演説開始2分で銃声…安倍元総理亡くなる 警備態勢は十分?専門家解説(2022年7月8日)

街頭演説中に襲撃された安倍元総理が、奈県内の病院で8日午後、亡くなりました。

選挙の応援のため、奈良入りした安倍元総理が、街頭に立ったのは、午前11時半ごろ。演説が始まって2分ほど経ったとき、銃声が2回鳴りました。

銃声がした直後、男は確保されます。山上徹也容疑者(41)が、殺人未遂の疑いで現行犯逮捕されました。

首に銃弾を受けるなど、出血して倒れた安倍元総理は、ドクターヘリで搬送されました。このときすでに重篤な状態で意識はなく、心肺停止だったということです。

現場となった大和西大寺駅は、近鉄の奈良線と京都線が交差する奈良市の中心駅の1つです。選挙ともなれば、ロータリーには、多くの候補者が演説に立ちます。安倍元総理は、駅を背中にして、この場所で演説していて、通りを1本挟んだ駅前ロータリーのあたりで容疑者が確保されました。

山上容疑者が暮らすマンションは、現場から直線距離で約3キロの場所にあります。警察関係者によりますと、山上容疑者は、元海上自衛隊員。2002年に予備自衛官として入隊して、その3年後に退職をしていたそうです。

山上容疑者は「もともと爆弾を作って殺すつもりだった」との内容の供述をしていて、「実験してみたら、自作の爆弾では殺せないことがわかった。それで銃を作り始めた」とも話しているといいます。山上容疑者の隣に住む人は、容疑者の部屋から気になる音を聞いていました。
山上容疑者の隣の部屋に住む人:「木を切るような、完全に手で切っているような音。キコキコいう音だった。ここしばらく音がした」

それが、銃を自作していた音なのでしょうか。捜査関係者によりますと、容疑者は銃のようなものについて、6発の弾丸が入った筒が3本ついていたと話しているそうです。1丁だけではなく、複数あって、今年の春にはできていたということで、計画的な犯行の可能性が高いとみられます。

また、山上容疑者は容疑を認めていて、「殺そうと思ってやった」「政治的信条以外の、安倍元総理の態度に不満をもっていた」といった趣旨の供述をしているということです。

自民党関係者によりますと、安倍元総理は当初、長野に選挙応援にいく予定にしていたそうです。それを7日夕方に変更して、奈良に行くことを決めたといいます。

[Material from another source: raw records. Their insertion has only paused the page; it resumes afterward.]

#[cfg(test)]
mod tests {
    use super::*;
    use axum::body::Body;
    use axum::http::{header, Request, StatusCode};
    use serde_json::{json, Value};
    use tower::ServiceExt;

    use crate::auth::cheap_hasher;

    fn test_state(config: ServerConfig) -> AppState {
        AppState {
            db: Arc::new(Mutex::new(Database::open_in_memory().unwrap())),
            hasher: Arc::new(cheap_hasher()),
            rate_limiter: RateLimiter::from_config(&config),
            config: Arc::new(config),
        }
    }

    struct Reply {
        status: StatusCode,
        cookie: Option<String>,
        body: Value,
    }

    async fn call(
        app: &Router,
        method: Method,
        uri: &str,
        cookie: Option<&str>,
        body: Option<Value>,
    ) -> Reply {
        let mut req = Request::builder().method(method).uri(uri);
        if let Some(token) = cookie {
            req = req.header(header::COOKIE, format!("qa_session={token}"));
        }
        let req = match body {
            Some(body) => req
                .header(header::CONTENT_TYPE, "application/json")
                .body(Body::from(body.to_string()))
                .unwrap(),
            None => req.body(Body::empty()).unwrap(),
        };

        let resp = app.clone().oneshot(req).await.unwrap();
        let status = resp.status();
        let cookie = resp
            .headers()
            .get(header::SET_COOKIE)
            .and_then(|v| v.to_str().ok())
            .and_then(|v| v.split(';').next())
            .and_then(|v| v.strip_prefix("qa_session="))
            .map(str::to_string);
        let bytes = axum::body::to_bytes(resp.into_body(), usize::MAX)
            .await
            .unwrap();
        let body = serde_json::from_slice(&bytes).unwrap_or(Value::Null);
        Reply {
            status,
            cookie,
            body,
        }
    }

    /// Register an account and return (session token, user id).
    async fn signup(app: &Router, email: &str, name: &str) -> (String, String) {
        let reply = call(
            app,
            Method::POST,
            "/api/auth/register",
            None,
            Some(json!({ "email": email, "password": "secret1", "name": name })),
        )
        .await;
        assert_eq!(reply.status, StatusCode::CREATED);
        let id = reply.body["user"]["id"].as_str().unwrap().to_string();
        (reply.cookie.unwrap(), id)
    }

    #[tokio::test]
    async fn health_reports_instance() {
        let app = build_router(test_state(ServerConfig::default()));
        let reply = call(&app, Method::GET, "/health", None, None).await;
        assert_eq!(reply.status, StatusCode::OK);
        assert_eq!(reply.body["status"], "ok");
        assert_eq!(reply.body["name"], "Quiz Arena");
    }

    #[tokio::test]
    async fn register_login_me_logout() {
        let app = build_router(test_state(ServerConfig::default()));

        let reply = call(
            &app,
            Method::POST,
            "/api/auth/register",
            None,
            Some(json!({ "email": "Ann@Example.com", "password": "secret1", "name": "Ann" })),
        )
        .await;
        assert_eq!(reply.status, StatusCode::CREATED);
        let user = &reply.body["user"];
        assert_eq!(user["email"], "ann@example.com");
        assert_eq!(user["coins"], 500);
        assert_eq!(user["lifelines"]["fifty_fifty"], 2);
        assert!(user.get("passwordHash").is_none());
        assert!(user.get("password_hash").is_none());

        let duplicate = call(
            &app,
            Method::POST,
            "/api/auth/register",
            None,
            Some(json!({ "email": "ann@example.com", "password": "secret1", "name": "Ann" })),
        )
        .await;
        assert_eq!(duplicate.status, StatusCode::CONFLICT);

        let wrong = call(
            &app,
            Method::POST,
            "/api/auth/login",
            None,
            Some(json!({ "email": "ann@example.com", "password": "nope!!" })),
        )
        .await;
        assert_eq!(wrong.status, StatusCode::UNAUTHORIZED);
        let unknown = call(
            &app,
            Method::POST,
            "/api/auth/login",
            None,
            Some(json!({ "email": "who@example.com", "password": "secret1" })),
        )
        .await;
        assert_eq!(unknown.status, StatusCode::UNAUTHORIZED);
        assert_eq!(wrong.body["message"], unknown.body["message"]);

        let login = call(
            &app,
            Method::POST,
            "/api/auth/login",
            None,
            Some(json!({ "email": "ann@example.com", "password": "secret1" })),
        )
        .await;
        assert_eq!(login.status, StatusCode::OK);
        let token = login.cookie.unwrap();

        let me = call(&app, Method::GET, "/api/auth/me", Some(&token), None).await;
        assert_eq!(me.status, StatusCode::OK);
        assert_eq!(me.body["user"]["name"], "Ann");

        let logout = call(&app, Method::POST, "/api/auth/logout", Some(&token), None).await;
        assert_eq!(logout.status, StatusCode::OK);

        let me = call(&app, Method::GET, "/api/auth/me", Some(&token), None).await;
        assert_eq!(me.status, StatusCode::UNAUTHORIZED);
    }

    #[tokio::test]
    async fn register_validates_input() {
        let app = build_router(test_state(ServerConfig::default()));
        let short = call(
            &app,
            Method::POST,
            "/api/auth/register",
            None,
            Some(json!({ "email": "a@example.com", "password": "12345", "name": "Al" })),
        )
        .await;
        assert_eq!(short.status, StatusCode::BAD_REQUEST);

        let missing = call(
            &app,
            Method::POST,
            "/api/auth/register",
            None,
            Some(json!({ "email": "", "password": "123456", "name": "Al" })),
        )
        .await;
        assert_eq!(missing.status, StatusCode::BAD_REQUEST);
    }

    #[tokio::test]
    async fn closed_registration_is_forbidden() {
        let config = ServerConfig {
            registration_open: false,
            ..ServerConfig::default()
        };
        let app = build_router(test_state(config));
        let reply = call(
            &app,
            Method::POST,
            "/api/auth/register",
            None,
            Some(json!({ "email": "a@example.com", "password": "123456", "name": "Al" })),
        )
        .await;
        assert_eq!(reply.status, StatusCode::FORBIDDEN);
    }

    #[tokio::test]
    async fn protected_routes_require_session() {
        let app = build_router(test_state(ServerConfig::default()));
        for (method, uri) in [
            (Method::GET, "/api/auth/me"),
            (Method::GET, "/api/friends"),
            (Method::GET, "/api/friends/search?q=ann"),
            (Method::GET, "/api/friends/requests/incoming"),
            (Method::POST, "/api/friends/request/1/accept"),
            (Method::GET, "/api/support/tickets"),
        ] {
            let reply = call(&app, method, uri, Some("bogus"), None).await;
            assert_eq!(reply.status, StatusCode::UNAUTHORIZED, "{uri}");
        }
    }

    #[tokio::test]
    async fn profile_update_and_name_cooldown() {
        let app = build_router(test_state(ServerConfig::default()));
        let (token, _) = signup(&app, "p@example.com", "Pat").await;

        let update = call(
            &app,
            Method::PUT,
            "/api/user/profile",
            Some(&token),
            Some(json!({ "xp": 420, "gamesPlayed": 2, "wins": 1, "name": "Ignored" })),
        )
        .await;
        assert_eq!(update.status, StatusCode::OK);
        assert_eq!(update.body["user"]["xp"], 420);
        assert_eq!(update.body["user"]["name"], "Pat");

        let bad = call(
            &app,
            Method::PUT,
            "/api/user/profile",
            Some(&token),
            Some(json!({ "losses": 9 })),
        )
        .await;
        assert_eq!(bad.status, StatusCode::BAD_REQUEST);

        let renamed = call(
            &app,
            Method::PUT,
            "/api/user/change-name",
            Some(&token),
            Some(json!({ "name": "  Patricia " })),
        )
        .await;
        assert_eq!(renamed.status, StatusCode::OK);
        assert_eq!(renamed.body["user"]["name"], "Patricia");

        let again = call(
            &app,
            Method::PUT,
            "/api/user/change-name",
            Some(&token),
            Some(json!({ "name": "Patty" })),
        )
        .await;
        assert_eq!(again.status, StatusCode::FORBIDDEN);
        assert_eq!(again.body["daysLeft"], 60);

        let invalid = call(
            &app,
            Method::PUT,
            "/api/user/change-name",
            Some(&token),
            Some(json!({ "name": "P" })),
        )
        .await;
        assert_eq!(invalid.status, StatusCode::BAD_REQUEST);
    }

    #[tokio::test]
    async fn friend_request_lifecycle() {
        let app = build_router(test_state(ServerConfig::default()));
        let (ann, ann_id) = signup(&app, "ann@example.com", "Ann").await;
        let (bob, bob_id) = signup(&app, "bob@example.com", "Bob").await;

        let search = call(&app, Method::GET, "/api/friends/search?q=bo", Some(&ann), None).await;
        assert_eq!(search.status, StatusCode::OK);
        assert_eq!(search.body["users"][0]["id"], bob_id.as_str());

        let sent = call(
            &app,
            Method::POST,
            "/api/friends/request",
            Some(&ann),
            Some(json!({ "friendId": bob_id })),
        )
        .await;
        assert_eq!(sent.status, StatusCode::CREATED);
        assert_eq!(sent.body["request"]["status"], "pending");
        let request_id = sent.body["request"]["id"].as_i64().unwrap();

        let dup = call(
            &app,
            Method::POST,
            "/api/friends/request",
            Some(&bob),
            Some(json!({ "friendId": ann_id })),
        )
        .await;
        assert_eq!(dup.status, StatusCode::CONFLICT);

        let incoming = call(
            &app,
            Method::GET,
            "/api/friends/requests/incoming",
            Some(&bob),
            None,
        )
        .await;
        assert_eq!(incoming.body["requests"][0]["senderName"], "Ann");

        // Only the receiver may act on the request.
        let uri = format!("/api/friends/request/{request_id}/accept");
        let stolen = call(&app, Method::POST, &uri, Some(&ann), None).await;
        assert_eq!(stolen.status, StatusCode::NOT_FOUND);

        let accepted = call(&app, Method::POST, &uri, Some(&bob), None).await;
        assert_eq!(accepted.status, StatusCode::OK);

        let friends = call(&app, Method::GET, "/api/friends", Some(&ann), None).await;
        assert_eq!(friends.body["friends"][0]["name"], "Bob");

        let remove_uri = format!("/api/friends/{bob_id}");
        for _ in 0..2 {
            let removed = call(&app, Method::DELETE, &remove_uri, Some(&ann), None).await;
            assert_eq!(removed.status, StatusCode::OK);
        }
        let friends = call(&app, Method::GET, "/api/friends", Some(&bob), None).await;
        assert_eq!(friends.body["friends"], json!([]));
    }

    #[tokio::test]
    async fn request_to_self_or_stranger() {
        let app = build_router(test_state(ServerConfig::default()));
        let (ann, ann_id) = signup(&app, "ann@example.com", "Ann").await;

        let own = call(
            &app,
            Method::POST,
            "/api/friends/request",
            Some(&ann),
            Some(json!({ "friendId": ann_id })),
        )
        .await;
        assert_eq!(own.status, StatusCode::BAD_REQUEST);

        let ghost = call(
            &app,
            Method::POST,
            "/api/friends/request",
            Some(&ann),
            Some(json!({ "friendId": uuid::Uuid::new_v4() })),
        )
        .await;
        assert_eq!(ghost.status, StatusCode::NOT_FOUND);
    }

    #[tokio::test]
    async fn support_tickets() {
        let app = build_router(test_state(ServerConfig::default()));
        let (token, _) = signup(&app, "t@example.com", "Tess").await;

        let created = call(
            &app,
            Method::POST,
            "/api/support/ticket",
            Some(&token),
            Some(json!({ "subject": "Stuck", "message": "Timer never ends" })),
        )
        .await;
        assert_eq!(created.status, StatusCode::CREATED);
        assert_eq!(created.body["ticket"]["status"], "open");

        let blank = call(
            &app,
            Method::POST,
            "/api/support/ticket",
            Some(&token),
            Some(json!({ "subject": "", "message": "x" })),
        )
        .await;
        assert_eq!(blank.status, StatusCode::BAD_REQUEST);

        let list = call(&app, Method::GET, "/api/support/tickets", Some(&token), None).await;
        assert_eq!(list.body["tickets"].as_array().unwrap().len(), 1);
    }

    #[tokio::test]
    async fn bad_input_gets_a_json_error_body() {
        let app = build_router(test_state(ServerConfig::default()));
        let (token, _) = signup(&app, "ada@example.com", "Ada").await;

        let reply = call(&app, Method::DELETE, "/api/friends/not-a-uuid", Some(&token), None).await;
        assert_eq!(reply.status, StatusCode::BAD_REQUEST);
        assert!(reply.body["message"].is_string());

        let reply = call(
            &app,
            Method::POST,
            "/api/friends/request",
            Some(&token),
            Some(json!({ "friendId": 5 })),
        )
        .await;
        assert_eq!(reply.status, StatusCode::BAD_REQUEST);
        assert!(reply.body["message"].is_string());

        let req = Request::builder()
            .method(Method::POST)
            .uri("/api/auth/login")
            .header(header::CONTENT_TYPE, "application/json")
            .body(Body::from("{not json"))
            .unwrap();
        let resp = app.clone().oneshot(req).await.unwrap();
        assert_eq!(resp.status(), StatusCode::BAD_REQUEST);
        let bytes = axum::body::to_bytes(resp.into_body(), usize::MAX).await.unwrap();
        let body: Value = serde_json::from_slice(&bytes).unwrap();
        assert!(body["message"].is_string());
    }

    async fn login_attempt(app: &Router) -> StatusCode {
        let req = Request::builder()
            .method(Method::POST)
            .uri("/api/auth/login")
            .header(header::CONTENT_TYPE, "application/json")
            .header("x-forwarded-for", "198.51.100.4")
            .body(Body::from(
                json!({ "email": "x@example.com", "password": "secret1" }).to_string(),
            ))
            .unwrap();
        app.clone().oneshot(req).await.unwrap().status()
    }

    #[tokio::test]
    async fn credential_routes_are_rate_limited() {
        let config = ServerConfig {
            auth_rate_per_sec: 0.001,
            auth_rate_burst: 2.0,
            ..ServerConfig::default()
        };
        let app = build_router(test_state(config));

        assert_eq!(login_attempt(&app).await, StatusCode::UNAUTHORIZED);
        assert_eq!(login_attempt(&app).await, StatusCode::UNAUTHORIZED);
        assert_eq!(login_attempt(&app).await, StatusCode::TOO_MANY_REQUESTS);

        // Other routes are not throttled.
        let health = call(&app, Method::GET, "/health", None, None).await;
        assert_eq!(health.status, StatusCode::OK);
    }
}
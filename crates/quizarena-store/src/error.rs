use thiserror::Error;

/// Errors produced by the store layer.
#[derive(Error, Debug)]
pub enum StoreError {
    /// SQLite error.
    #[error("Database error: {0}")]
    Sqlite(#[from] rusqlite::Error),

    /// Generic I/O error (e.g. creating the database directory).
    #[error("IO error: {0}")]
    Io(#[from] std::io::Error),

    /// A query expected exactly one row but found none, or the row is not
    /// visible to the acting user.
    #[error("Record not found")]
    NotFound,

    /// Migration failure.
    #[error("Migration error: {0}")]
    Migration(String),

    /// UUID parsing error.
    #[error("UUID error: {0}")]
    Uuid(#[from] uuid::Error),

    /// A JSON column could not be encoded or decoded.
    #[error("JSON column error: {0}")]
    Json(#[from] serde_json::Error),

    /// Chrono parsing error.
    #[error("Timestamp parse error: {0}")]
    ChronoParse(#[from] chrono::ParseError),

    /// Registration with an email that already has an account.
    #[error("Email already registered")]
    EmailTaken,

    /// Input that violates a domain rule (self friend request, impossible
    /// counters, ...).
    #[error("Invalid request: {0}")]
    InvalidRequest(String),

    /// A friendship edge already links the two users.
    #[error("Users are already friends")]
    AlreadyFriends,

    /// A pending request already exists between the two users.
    #[error("A friend request is already pending")]
    DuplicatePending,
}

/// Convenience alias used throughout the crate.
pub type Result<T> = std::result::Result<T, StoreError>;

安倍元総理の妻・昭恵さんは午後5時前に、病院に到着しました。その後、病院の会見が始まりました。
奈良県立医科大学付属病院・福島英賢教授:「本日12時20分に搬送され、病院到着時、心肺停止状態。蘇生処置をしたが、残念ながら5時3分にお亡くなりになられた。けい部2か所の銃創があり、心臓、および大血管の損傷による心肺停止と考えられる。(Q.傷の深さは)心臓にまで到達する深さと理解いただけたら」
手術は4時間半に及びました。死因は失血死だったそうです。

岸田総理:「どうか一命を取り留めていただきたいと祈っておりましたが、祈りもむなしく、こうした訃報に接することになってしまったことは、誠に残念であり、言葉もありません。心よりご冥福をお祈りしたいと思います。民主主義の根幹たる選挙が行われているなか、安倍元総理の命を奪った卑劣な蛮行が行われた。断じて許せるものではなく、最も強い言葉で、改めて非難を申し上げます」

◆元埼玉県警の佐々木成三さんに聞きます。

(Q.自作の銃をつくっていたことが明らかになっています。こうした点から、どのようなことを感じますか)
多数の凶器が押収されていること。長い間、安倍元総理を狙っていたということ。計画的に狙っていた。しかもいろいろな凶器があるなかで、一番、殺傷能力のある銃を持って行った可能性があると感じています。また、いろいろな凶器の試し打ちをしたりしていて、この銃が5メートルの近距離でないと殺傷能力がないと把握したうえで、犯行をしていると感じています。

(Q.警備態勢について、どう思いますか)
刃物による襲撃、拳銃による襲撃も踏まえて、防弾盾を用意したり、十分な警護態勢をしていたと県警は思っていたと思うのですが、結果として、警護対象者である安倍元総理が亡くなるという最悪な結果になったという事案を踏まえると、警護態勢、対策は見直していただきたいと思います。